— WHAT IS BEING ASKED —
Your answer should be the lines of the data below that contain "warn".

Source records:
***
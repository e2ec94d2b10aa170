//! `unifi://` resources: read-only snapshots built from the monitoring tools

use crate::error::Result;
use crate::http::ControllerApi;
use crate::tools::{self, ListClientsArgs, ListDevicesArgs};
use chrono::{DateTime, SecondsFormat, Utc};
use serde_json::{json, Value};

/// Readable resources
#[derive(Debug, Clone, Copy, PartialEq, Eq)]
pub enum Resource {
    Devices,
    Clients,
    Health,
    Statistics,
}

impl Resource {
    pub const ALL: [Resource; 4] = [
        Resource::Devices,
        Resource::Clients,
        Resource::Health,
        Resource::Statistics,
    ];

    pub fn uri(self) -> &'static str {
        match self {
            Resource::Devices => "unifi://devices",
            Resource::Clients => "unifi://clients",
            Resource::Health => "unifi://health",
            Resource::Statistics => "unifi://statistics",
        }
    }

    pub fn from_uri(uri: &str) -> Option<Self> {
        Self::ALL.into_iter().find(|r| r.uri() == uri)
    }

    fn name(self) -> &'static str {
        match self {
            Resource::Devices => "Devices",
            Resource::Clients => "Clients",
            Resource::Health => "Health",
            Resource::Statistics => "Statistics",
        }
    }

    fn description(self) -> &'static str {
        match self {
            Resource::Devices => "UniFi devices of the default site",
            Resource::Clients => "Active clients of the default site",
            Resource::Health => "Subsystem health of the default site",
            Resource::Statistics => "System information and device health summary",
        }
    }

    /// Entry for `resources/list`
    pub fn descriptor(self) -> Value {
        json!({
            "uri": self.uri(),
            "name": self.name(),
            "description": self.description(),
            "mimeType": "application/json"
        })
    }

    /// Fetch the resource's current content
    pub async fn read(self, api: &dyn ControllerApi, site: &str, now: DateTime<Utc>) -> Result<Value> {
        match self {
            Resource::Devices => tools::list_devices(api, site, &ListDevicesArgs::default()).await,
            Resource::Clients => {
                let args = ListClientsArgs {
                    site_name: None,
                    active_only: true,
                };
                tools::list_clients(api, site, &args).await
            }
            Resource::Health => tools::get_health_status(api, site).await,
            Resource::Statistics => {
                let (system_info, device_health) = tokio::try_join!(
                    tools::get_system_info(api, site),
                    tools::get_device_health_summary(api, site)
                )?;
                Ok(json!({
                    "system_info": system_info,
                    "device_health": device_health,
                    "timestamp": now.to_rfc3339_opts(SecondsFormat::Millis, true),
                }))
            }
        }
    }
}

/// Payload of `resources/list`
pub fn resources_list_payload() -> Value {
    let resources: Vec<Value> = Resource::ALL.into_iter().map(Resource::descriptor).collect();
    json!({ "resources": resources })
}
***
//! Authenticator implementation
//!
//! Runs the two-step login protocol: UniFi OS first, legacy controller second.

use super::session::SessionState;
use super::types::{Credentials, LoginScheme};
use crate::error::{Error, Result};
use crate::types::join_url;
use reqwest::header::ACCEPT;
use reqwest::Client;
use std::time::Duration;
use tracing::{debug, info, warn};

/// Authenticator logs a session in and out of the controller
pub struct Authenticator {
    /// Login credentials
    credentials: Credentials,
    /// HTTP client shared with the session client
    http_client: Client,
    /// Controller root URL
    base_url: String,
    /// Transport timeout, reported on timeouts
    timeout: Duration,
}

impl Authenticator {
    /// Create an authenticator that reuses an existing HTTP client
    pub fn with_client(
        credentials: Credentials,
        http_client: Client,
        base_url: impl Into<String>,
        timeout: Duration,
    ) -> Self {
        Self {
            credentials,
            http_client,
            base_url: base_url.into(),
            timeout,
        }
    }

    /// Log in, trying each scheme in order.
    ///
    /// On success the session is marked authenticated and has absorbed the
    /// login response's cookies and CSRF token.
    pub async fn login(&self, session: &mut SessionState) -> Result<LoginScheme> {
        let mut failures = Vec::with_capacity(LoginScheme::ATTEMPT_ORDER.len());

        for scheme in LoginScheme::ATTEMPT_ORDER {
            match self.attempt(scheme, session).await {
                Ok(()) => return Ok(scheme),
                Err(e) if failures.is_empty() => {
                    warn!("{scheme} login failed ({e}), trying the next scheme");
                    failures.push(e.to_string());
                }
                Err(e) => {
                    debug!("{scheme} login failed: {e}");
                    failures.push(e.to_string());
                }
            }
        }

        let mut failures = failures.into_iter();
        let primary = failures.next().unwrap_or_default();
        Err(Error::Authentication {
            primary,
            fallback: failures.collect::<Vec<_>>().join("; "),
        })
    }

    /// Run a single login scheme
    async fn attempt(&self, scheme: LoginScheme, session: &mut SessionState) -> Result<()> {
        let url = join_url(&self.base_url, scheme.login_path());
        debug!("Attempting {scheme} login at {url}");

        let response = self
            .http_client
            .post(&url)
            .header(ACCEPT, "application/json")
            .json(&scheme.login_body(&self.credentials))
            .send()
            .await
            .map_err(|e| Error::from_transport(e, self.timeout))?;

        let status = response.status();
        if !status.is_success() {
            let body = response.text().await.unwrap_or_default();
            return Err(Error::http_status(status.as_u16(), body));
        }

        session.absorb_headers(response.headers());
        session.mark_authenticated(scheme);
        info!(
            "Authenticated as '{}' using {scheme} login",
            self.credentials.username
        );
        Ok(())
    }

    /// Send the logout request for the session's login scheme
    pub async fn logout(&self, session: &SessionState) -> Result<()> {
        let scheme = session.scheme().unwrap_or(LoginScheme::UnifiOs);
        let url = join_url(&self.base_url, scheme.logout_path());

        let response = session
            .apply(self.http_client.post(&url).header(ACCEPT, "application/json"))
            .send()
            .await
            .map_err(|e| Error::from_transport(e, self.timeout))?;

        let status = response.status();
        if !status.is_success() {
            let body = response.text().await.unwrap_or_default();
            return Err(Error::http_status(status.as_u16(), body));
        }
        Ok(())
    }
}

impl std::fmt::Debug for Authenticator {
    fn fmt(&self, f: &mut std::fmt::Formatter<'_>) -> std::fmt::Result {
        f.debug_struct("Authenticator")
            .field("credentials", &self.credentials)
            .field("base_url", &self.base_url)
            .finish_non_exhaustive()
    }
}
***
— TASK OUTPUT —
use tracing::{debug, info, warn};
                    warn!("{scheme} login failed ({e}), trying the next scheme");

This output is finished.